> _SOURCE RECORDS_
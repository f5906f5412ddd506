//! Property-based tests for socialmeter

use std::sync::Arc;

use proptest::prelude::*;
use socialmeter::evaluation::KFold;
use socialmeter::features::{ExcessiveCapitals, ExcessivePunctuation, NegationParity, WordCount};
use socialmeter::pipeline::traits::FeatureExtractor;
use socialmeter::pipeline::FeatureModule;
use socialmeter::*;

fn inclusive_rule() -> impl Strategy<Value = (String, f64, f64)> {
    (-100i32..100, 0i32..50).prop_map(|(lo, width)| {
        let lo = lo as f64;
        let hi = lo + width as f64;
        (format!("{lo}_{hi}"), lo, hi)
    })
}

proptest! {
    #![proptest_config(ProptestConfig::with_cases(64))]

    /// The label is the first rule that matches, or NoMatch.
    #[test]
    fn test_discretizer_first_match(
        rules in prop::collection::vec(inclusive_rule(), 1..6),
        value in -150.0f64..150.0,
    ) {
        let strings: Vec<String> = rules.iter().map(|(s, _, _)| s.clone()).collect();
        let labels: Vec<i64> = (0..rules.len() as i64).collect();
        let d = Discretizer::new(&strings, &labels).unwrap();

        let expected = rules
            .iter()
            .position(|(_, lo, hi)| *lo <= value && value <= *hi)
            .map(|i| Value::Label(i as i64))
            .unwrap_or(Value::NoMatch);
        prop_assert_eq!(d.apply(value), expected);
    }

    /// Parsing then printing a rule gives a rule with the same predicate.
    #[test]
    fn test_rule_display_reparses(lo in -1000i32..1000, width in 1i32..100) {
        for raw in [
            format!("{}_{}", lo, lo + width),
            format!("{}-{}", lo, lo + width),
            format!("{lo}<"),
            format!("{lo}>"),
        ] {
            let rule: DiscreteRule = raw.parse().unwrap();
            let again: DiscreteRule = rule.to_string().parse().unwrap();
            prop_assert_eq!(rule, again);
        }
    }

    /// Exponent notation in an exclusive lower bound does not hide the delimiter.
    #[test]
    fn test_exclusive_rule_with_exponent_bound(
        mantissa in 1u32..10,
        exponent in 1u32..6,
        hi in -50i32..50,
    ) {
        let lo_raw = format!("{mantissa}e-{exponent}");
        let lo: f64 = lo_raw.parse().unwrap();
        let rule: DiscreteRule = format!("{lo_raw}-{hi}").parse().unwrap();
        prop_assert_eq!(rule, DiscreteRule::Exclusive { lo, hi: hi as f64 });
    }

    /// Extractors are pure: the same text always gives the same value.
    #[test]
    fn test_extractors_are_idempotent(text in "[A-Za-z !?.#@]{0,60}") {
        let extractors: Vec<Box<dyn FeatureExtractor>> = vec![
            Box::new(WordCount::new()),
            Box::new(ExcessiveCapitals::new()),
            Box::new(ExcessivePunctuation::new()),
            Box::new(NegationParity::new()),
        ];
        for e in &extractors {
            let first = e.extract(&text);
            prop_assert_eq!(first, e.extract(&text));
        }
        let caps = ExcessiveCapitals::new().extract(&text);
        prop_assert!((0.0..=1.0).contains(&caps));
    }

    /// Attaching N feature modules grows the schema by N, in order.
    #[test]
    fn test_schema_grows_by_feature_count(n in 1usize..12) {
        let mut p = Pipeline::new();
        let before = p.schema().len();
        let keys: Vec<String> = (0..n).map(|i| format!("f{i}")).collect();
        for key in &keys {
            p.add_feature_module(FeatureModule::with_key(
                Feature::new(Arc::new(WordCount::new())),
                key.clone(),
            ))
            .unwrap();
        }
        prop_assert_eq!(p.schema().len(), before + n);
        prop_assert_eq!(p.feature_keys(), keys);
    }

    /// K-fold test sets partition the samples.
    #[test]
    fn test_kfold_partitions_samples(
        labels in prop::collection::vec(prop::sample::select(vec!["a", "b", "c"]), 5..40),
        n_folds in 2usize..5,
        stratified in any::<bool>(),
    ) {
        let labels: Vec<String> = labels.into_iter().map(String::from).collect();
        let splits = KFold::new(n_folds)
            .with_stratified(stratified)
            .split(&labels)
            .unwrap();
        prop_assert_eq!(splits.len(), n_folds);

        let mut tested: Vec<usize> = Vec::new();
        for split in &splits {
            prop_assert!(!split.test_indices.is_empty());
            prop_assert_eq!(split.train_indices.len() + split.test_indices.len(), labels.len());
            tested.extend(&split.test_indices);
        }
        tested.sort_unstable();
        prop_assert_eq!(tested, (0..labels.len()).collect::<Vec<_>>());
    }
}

> _YOUR TASK_
Take the lines from the first line of the records through the line holding "use socialmeter::pipeline::traits::FeatureExtractor;", both included, and please reproduce them exactly with nothing added.

> _RESULT FOR THIS EXERCISE_
repository f5906f5412ddd506
//! Property-based tests for socialmeter

use std::sync::Arc;

use proptest::prelude::*;
use socialmeter::evaluation::KFold;
use socialmeter::features::{ExcessiveCapitals, ExcessivePunctuation, NegationParity, WordCount};
use socialmeter::pipeline::traits::FeatureExtractor;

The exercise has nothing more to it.